## Task item
Work out how many lines below hold the string "RateLimitExhausted" and state only that figure.
[[ Supplied records open ]]
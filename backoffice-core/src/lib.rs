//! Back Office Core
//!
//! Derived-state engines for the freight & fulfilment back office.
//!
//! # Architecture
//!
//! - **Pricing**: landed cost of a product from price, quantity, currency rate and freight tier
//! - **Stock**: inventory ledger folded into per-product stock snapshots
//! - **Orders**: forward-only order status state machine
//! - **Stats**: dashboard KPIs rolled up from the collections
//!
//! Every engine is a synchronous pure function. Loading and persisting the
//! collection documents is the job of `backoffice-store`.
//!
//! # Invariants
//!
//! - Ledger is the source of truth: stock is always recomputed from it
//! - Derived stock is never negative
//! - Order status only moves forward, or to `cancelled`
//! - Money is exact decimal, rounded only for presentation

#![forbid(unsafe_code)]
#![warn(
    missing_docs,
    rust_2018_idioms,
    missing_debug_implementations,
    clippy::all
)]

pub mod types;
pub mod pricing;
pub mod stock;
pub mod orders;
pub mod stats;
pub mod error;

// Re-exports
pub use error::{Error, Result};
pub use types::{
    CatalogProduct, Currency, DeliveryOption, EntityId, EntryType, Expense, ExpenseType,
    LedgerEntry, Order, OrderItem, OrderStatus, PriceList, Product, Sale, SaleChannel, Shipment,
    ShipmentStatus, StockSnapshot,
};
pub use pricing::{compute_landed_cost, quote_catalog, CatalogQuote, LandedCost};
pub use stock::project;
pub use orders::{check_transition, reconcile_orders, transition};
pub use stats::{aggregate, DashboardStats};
[[ Supplied records closed ]]
[[ Supplied records open ]]
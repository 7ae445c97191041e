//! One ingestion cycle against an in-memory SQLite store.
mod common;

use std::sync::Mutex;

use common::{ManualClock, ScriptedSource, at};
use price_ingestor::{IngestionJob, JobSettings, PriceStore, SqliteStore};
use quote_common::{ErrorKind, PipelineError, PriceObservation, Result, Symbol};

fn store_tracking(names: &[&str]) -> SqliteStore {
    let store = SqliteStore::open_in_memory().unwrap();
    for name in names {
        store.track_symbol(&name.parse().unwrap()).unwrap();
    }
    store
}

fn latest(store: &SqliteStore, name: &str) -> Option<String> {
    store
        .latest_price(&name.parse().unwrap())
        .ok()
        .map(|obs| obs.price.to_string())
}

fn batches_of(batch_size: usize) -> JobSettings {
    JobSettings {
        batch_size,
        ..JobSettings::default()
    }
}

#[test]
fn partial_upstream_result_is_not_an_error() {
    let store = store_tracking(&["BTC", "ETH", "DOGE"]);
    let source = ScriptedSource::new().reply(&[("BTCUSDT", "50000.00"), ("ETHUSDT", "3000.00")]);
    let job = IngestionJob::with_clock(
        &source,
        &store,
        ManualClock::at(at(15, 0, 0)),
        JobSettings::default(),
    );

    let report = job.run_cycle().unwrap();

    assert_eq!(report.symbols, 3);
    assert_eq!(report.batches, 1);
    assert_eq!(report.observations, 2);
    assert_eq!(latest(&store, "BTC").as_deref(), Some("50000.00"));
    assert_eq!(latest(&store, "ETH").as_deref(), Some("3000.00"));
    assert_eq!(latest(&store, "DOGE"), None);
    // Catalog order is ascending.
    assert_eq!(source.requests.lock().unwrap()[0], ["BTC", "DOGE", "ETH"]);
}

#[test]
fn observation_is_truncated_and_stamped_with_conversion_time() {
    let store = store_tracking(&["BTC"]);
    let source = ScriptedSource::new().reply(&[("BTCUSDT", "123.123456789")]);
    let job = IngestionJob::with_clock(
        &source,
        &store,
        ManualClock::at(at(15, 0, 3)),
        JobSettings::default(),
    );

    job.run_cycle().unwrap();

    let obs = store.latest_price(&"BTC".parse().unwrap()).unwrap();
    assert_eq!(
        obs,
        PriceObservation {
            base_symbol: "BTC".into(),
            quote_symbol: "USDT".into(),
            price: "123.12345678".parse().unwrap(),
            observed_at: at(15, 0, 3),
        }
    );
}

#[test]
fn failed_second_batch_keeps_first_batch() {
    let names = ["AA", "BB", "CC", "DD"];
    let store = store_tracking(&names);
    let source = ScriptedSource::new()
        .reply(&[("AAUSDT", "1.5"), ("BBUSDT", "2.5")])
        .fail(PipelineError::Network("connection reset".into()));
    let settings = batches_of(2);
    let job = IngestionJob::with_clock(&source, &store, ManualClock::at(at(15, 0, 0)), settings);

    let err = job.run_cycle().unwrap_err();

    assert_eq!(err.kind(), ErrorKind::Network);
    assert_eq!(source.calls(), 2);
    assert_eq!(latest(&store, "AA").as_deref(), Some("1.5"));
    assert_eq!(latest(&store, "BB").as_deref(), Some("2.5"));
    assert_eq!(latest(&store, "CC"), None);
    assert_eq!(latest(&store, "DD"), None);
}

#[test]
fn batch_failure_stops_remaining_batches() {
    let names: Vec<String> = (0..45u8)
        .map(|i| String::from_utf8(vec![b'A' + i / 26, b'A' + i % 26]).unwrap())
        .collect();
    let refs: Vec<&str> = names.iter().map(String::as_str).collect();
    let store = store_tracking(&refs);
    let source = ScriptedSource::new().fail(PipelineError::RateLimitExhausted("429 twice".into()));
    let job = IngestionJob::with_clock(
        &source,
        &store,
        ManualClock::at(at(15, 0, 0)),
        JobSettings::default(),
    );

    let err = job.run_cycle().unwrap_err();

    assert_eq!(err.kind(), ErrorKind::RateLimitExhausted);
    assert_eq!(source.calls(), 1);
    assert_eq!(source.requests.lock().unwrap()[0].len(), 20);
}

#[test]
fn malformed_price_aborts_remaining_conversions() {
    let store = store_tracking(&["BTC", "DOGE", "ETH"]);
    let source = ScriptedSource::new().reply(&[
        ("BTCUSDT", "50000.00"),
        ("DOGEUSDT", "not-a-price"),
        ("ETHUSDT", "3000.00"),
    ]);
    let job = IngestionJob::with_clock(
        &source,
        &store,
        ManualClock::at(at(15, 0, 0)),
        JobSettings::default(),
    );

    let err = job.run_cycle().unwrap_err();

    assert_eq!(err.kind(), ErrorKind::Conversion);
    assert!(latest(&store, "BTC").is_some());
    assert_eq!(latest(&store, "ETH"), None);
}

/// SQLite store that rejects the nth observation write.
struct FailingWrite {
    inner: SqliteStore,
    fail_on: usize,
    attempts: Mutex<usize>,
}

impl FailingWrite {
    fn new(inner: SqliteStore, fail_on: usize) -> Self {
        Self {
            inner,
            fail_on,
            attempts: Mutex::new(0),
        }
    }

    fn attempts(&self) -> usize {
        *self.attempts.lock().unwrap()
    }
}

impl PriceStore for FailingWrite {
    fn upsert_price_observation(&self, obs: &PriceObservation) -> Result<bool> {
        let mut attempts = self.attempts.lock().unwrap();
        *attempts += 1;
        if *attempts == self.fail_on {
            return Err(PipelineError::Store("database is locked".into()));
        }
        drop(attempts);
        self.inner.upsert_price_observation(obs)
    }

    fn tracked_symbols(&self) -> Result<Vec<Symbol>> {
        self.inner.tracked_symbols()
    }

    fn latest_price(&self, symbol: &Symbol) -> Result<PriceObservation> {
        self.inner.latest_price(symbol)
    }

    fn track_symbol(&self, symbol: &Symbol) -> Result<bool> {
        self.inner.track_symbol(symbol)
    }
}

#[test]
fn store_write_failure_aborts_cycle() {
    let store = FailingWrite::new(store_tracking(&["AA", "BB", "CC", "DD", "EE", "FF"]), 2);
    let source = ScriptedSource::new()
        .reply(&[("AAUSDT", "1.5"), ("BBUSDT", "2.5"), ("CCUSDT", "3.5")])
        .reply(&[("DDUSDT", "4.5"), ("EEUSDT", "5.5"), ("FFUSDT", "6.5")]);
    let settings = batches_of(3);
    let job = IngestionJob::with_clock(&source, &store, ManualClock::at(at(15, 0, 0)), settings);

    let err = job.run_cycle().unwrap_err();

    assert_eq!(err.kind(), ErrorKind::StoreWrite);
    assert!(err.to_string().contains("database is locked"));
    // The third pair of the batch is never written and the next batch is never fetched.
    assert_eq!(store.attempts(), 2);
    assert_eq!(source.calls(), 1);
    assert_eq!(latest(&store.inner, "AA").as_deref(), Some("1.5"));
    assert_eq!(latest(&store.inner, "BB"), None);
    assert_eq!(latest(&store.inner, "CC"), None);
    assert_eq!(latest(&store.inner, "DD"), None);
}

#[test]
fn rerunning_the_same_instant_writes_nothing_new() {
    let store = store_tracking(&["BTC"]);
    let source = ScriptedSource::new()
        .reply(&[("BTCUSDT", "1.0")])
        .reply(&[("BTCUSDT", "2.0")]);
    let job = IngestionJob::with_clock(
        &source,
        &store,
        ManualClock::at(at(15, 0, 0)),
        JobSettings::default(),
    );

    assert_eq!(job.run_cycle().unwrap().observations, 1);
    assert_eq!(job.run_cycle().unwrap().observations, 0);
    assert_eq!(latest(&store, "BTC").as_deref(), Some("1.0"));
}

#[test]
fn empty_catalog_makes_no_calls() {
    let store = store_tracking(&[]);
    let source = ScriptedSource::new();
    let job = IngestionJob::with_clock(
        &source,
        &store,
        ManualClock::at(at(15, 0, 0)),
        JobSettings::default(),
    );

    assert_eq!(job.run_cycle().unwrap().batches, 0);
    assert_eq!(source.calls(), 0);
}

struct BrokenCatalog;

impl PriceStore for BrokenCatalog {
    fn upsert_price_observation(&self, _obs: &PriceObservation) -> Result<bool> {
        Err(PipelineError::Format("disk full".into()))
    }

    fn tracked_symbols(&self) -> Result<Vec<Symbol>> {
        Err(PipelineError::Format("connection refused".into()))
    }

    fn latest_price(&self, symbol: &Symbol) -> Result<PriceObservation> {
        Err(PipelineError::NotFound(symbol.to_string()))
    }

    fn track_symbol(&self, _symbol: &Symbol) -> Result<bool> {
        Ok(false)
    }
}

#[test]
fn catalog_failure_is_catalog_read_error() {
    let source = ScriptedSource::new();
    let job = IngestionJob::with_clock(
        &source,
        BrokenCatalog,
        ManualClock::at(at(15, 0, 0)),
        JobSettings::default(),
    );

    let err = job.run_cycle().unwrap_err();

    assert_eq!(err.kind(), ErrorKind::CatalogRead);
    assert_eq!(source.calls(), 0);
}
[[ Supplied records closed ]]
## Solved problem
2